Earlier this week, Martin G. Choquette published a post that stopped me. Not because it was surprising — but because it wasn’t.

Choquette synthesized findings from MIT (300+ enterprise deployments), BCG (1,000 executives across 59 countries), McKinsey (nearly 2,000 organizations across 105 countries), Stanford HAI, and IDC. His conclusion: 95% of AI pilots fail to deliver P&L impact. The problem isn’t the AI. It is, in his words, “an organizational design crisis wearing a technology costume.”

Four patterns keep showing up in the research: treating AI as a project rather than a capability, layering AI onto broken processes, measuring pilot volume instead of outcomes, and building sandboxes instead of systems.

BCG’s data point is the one that should end the debate: 70% of AI success comes from people, process, and culture. Most companies spent 90% of their budget on the 10% that matters least.

Different institutions. Different datasets. Same conclusion.
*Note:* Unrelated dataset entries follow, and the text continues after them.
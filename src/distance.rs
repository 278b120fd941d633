//! Distance evaluation
//!
//! Computes absolute double-precision distances from each candidate to the
//! target and picks the closest one. The rationals stay exact up to this
//! point; this is the only place they are converted to `f64`.

use log::debug;

use crate::types::{Candidate, Rational};

/// Result of one evaluation pass over the candidate list.
///
/// `distances` has exactly one entry per input candidate, in input order.
#[derive(Debug, Clone, PartialEq)]
pub struct Evaluation {
    /// Index of the closest candidate; first index wins on an exact tie.
    pub closest_index: usize,
    pub distances: Vec<f64>,
}

impl Evaluation {
    pub fn closest_distance(&self) -> f64 {
        self.distances[self.closest_index]
    }
}

/// Evaluate the distance from every candidate to the target and identify the
/// closest one (stable argmin: ties keep the earliest index).
///
/// The caller guarantees `candidates` is non-empty; empty input is an error
/// condition handled at the parse boundary.
pub fn evaluate(target: &Rational, candidates: &[Candidate]) -> Evaluation {
    debug_assert!(
        !candidates.is_empty(),
        "empty candidate lists are rejected upstream"
    );

    let target_value = target.to_f64();
    let distances: Vec<f64> = candidates
        .iter()
        .map(|c| (c.value.to_f64() - target_value).abs())
        .collect();

    let mut closest_index = 0;
    for (i, d) in distances.iter().enumerate().skip(1) {
        if *d < distances[closest_index] {
            closest_index = i;
        }
    }

    debug!(
        "target {} -> closest {} (distance {:.6})",
        target, candidates[closest_index].label, distances[closest_index]
    );

    Evaluation {
        closest_index,
        distances,
    }
}

/// Everything one submission produces: the parsed target, the surviving
/// candidates in input order, and the evaluation over them.
#[derive(Debug, Clone, PartialEq)]
pub struct ComparisonReport {
    pub target: Candidate,
    pub candidates: Vec<Candidate>,
    pub evaluation: Evaluation,
}

impl ComparisonReport {
    pub fn closest(&self) -> &Candidate {
        &self.candidates[self.evaluation.closest_index]
    }

    /// All plotted values: the candidates plus the target. Feed these to the
    /// view-bounds calculator so both markers always fit on the axis.
    pub fn plotted_values(&self) -> Vec<f64> {
        let mut values: Vec<f64> = self.candidates.iter().map(|c| c.value.to_f64()).collect();
        values.push(self.target.value.to_f64());
        values
    }
}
The Stanford HAI case is the one that confirmed everything. One company. Two AI projects. Same team. Same technology. Same budget. One succeeded. One failed completely. The difference had nothing to do with the AI. The successful project had clear ownership and unambiguous decision rights. The failed project had fragmented accountability across 200 managers with no one who owned the outcome.
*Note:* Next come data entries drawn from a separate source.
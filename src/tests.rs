use crate::bounds::*;
use crate::parser::*;
use crate::types::*;
use crate::{compare, evaluate};

#[test]
fn test_rational_reduces_on_construction() {
    let r = Rational::new(4, 6).unwrap();
    assert_eq!((r.numerator(), r.denominator()), (2, 3));
    assert_eq!(r, Rational::new(2, 3).unwrap());

    // sign normalizes onto the numerator
    let r = Rational::new(1, -2).unwrap();
    assert_eq!((r.numerator(), r.denominator()), (-1, 2));
    let r = Rational::new(-3, -9).unwrap();
    assert_eq!((r.numerator(), r.denominator()), (1, 3));

    assert_eq!(Rational::new(1, 0), None);
}

#[test]
fn test_rational_display_is_canonical() {
    assert_eq!(Rational::new(4, 6).unwrap().to_string(), "2/3");
    assert_eq!(Rational::new(3, 1).unwrap().to_string(), "3");
    assert_eq!(Rational::new(0, 5).unwrap().to_string(), "0");
    assert_eq!(Rational::new(-2, 4).unwrap().to_string(), "-1/2");
}

#[test]
fn test_rational_ordering_is_exact() {
    let third = Rational::new(1, 3).unwrap();
    let three_eighths = Rational::new(3, 8).unwrap();
    assert!(third < three_eighths);
    assert!(Rational::from_integer(-1) < Rational::new(-1, 2).unwrap());
}

#[test]
fn test_parse_fraction_accepted_forms() {
    assert_eq!(parse_fraction("2/5").unwrap(), Rational::new(2, 5).unwrap());
    assert_eq!(parse_fraction(" 2/5 ").unwrap(), Rational::new(2, 5).unwrap());
    assert_eq!(parse_fraction("-1/3").unwrap(), Rational::new(-1, 3).unwrap());
    assert_eq!(parse_fraction("+1/3").unwrap(), Rational::new(1, 3).unwrap());
    assert_eq!(parse_fraction("7").unwrap(), Rational::from_integer(7));
    assert_eq!(parse_fraction("-4/6").unwrap(), Rational::new(-2, 3).unwrap());
    // ratio against a negative denominator still normalizes
    assert_eq!(parse_fraction("1/-2").unwrap(), Rational::new(-1, 2).unwrap());
}

#[test]
fn test_parse_fraction_decimal_forms() {
    assert_eq!(parse_fraction("0.5").unwrap(), Rational::new(1, 2).unwrap());
    assert_eq!(parse_fraction("-2.25").unwrap(), Rational::new(-9, 4).unwrap());
    assert_eq!(parse_fraction("0.10").unwrap(), Rational::new(1, 10).unwrap());
}

#[test]
fn test_parse_fraction_rejections() {
    assert_eq!(parse_fraction(""), Err(ParseFractionError::Empty));
    assert_eq!(parse_fraction("   "), Err(ParseFractionError::Empty));
    assert_eq!(parse_fraction("1/0"), Err(ParseFractionError::ZeroDenominator));
    assert_eq!(parse_fraction("-3/0"), Err(ParseFractionError::ZeroDenominator));
    assert_eq!(
        parse_fraction("abc"),
        Err(ParseFractionError::Malformed("abc".to_string()))
    );
    assert_eq!(
        parse_fraction("1/2x"),
        Err(ParseFractionError::Malformed("1/2x".to_string()))
    );
    // no whitespace inside the literal
    assert_eq!(
        parse_fraction("2 / 5"),
        Err(ParseFractionError::Malformed("2 / 5".to_string()))
    );
    assert_eq!(
        parse_fraction("1/2/3"),
        Err(ParseFractionError::Malformed("1/2/3".to_string()))
    );
    assert_eq!(
        parse_fraction("2.5/3"),
        Err(ParseFractionError::Malformed("2.5/3".to_string()))
    );
    // 19 fractional digits overflow the exact power-of-ten scale
    assert!(matches!(
        parse_fraction("0.1234567890123456789012345"),
        Err(ParseFractionError::Malformed(_))
    ));
}

#[test]
fn test_candidate_list_drops_bad_tokens_silently() {
    let candidates = parse_candidate_list("1/3, oops, 3/8,, 1/4");
    let labels: Vec<&str> = candidates.iter().map(|c| c.label.as_str()).collect();
    assert_eq!(labels, vec!["1/3", "3/8", "1/4"]);

    assert!(parse_candidate_list("").is_empty());
    assert!(parse_candidate_list("xx, yy").is_empty());
}

#[test]
fn test_candidate_labels_are_reduced() {
    let candidates = parse_candidate_list("4/6, 10/4");
    assert_eq!(candidates[0].label, "2/3");
    assert_eq!(candidates[1].label, "5/2");
}

#[test]
fn test_evaluate_picks_minimum_distance() {
    let target = Rational::new(2, 5).unwrap();
    let candidates = parse_candidate_list("1/3, 3/8, 1/4");
    let evaluation = evaluate(&target, &candidates);

    assert_eq!(evaluation.closest_index, 1);
    assert_eq!(evaluation.distances.len(), 3);
    for d in &evaluation.distances {
        assert!(*d >= evaluation.closest_distance());
    }
    assert!((evaluation.closest_distance() - 0.025).abs() < 1e-12);
}

#[test]
fn test_evaluate_tie_break_keeps_first_index() {
    let target = Rational::from_integer(0);
    let candidates = parse_candidate_list("1/2, 1/2");
    assert_eq!(evaluate(&target, &candidates).closest_index, 0);

    // 0 and 1 are both exactly 0.5 away from 1/2
    let target = Rational::new(1, 2).unwrap();
    let candidates = parse_candidate_list("0, 1");
    assert_eq!(evaluate(&target, &candidates).closest_index, 0);
}

#[test]
fn test_evaluate_single_candidate() {
    let target = Rational::from_integer(0);
    let candidates = parse_candidate_list("0");
    let evaluation = evaluate(&target, &candidates);
    assert_eq!(evaluation.closest_index, 0);
    assert_eq!(evaluation.distances, vec![0.0]);
}

#[test]
fn test_bounds_invariants() {
    let values = [0.25, 0.333, 0.375, 0.4];
    let extents = compute_view_extents(&values, DEFAULT_PADDING, DEFAULT_MIN_WIDTH);

    for v in values {
        assert!(extents.auto.contains(v));
        assert!(extents.fixed.contains(v));
    }
    assert!(extents.fixed.span() >= DEFAULT_MIN_WIDTH);
    assert!(extents.auto.span() >= 2.0 * DEFAULT_PADDING);
    assert!(extents.fixed.min <= extents.auto.min);
    assert!(extents.fixed.max >= extents.auto.max);
}

#[test]
fn test_compare_error_paths() {
    assert!(matches!(
        compare("abc", "1/2"),
        Err(crate::EvaluationError::TargetParse(_))
    ));
    assert_eq!(
        compare("1/2", "xx, yy"),
        Err(crate::EvaluationError::NoValidCandidates)
    );
}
Same technology. Different organizational conditions. Opposite results.

Same Platform. Opposite Outcomes. The variable was organizational readiness and methodology — not technology. The only difference between the Stanford HAI case reference and the Procurement Insights archives is that the archives were referencing 2007 and 2010, while the Stanford case reference period was 2019 and 2023. Procurement Insights is the foundational proof of the Phase 0 model’s lineage and enduring relevance.

Virginia eVA (Success — Methodology Present): Spend adoption 1% → 80%. Supplier base 20K → 34K. Contract distribution 23% → 40%. OECM (Failure — Methodology Absent): Same Ariba platform. Modeled on eVA success. No Phase 0™ readiness assessment. $20M lost.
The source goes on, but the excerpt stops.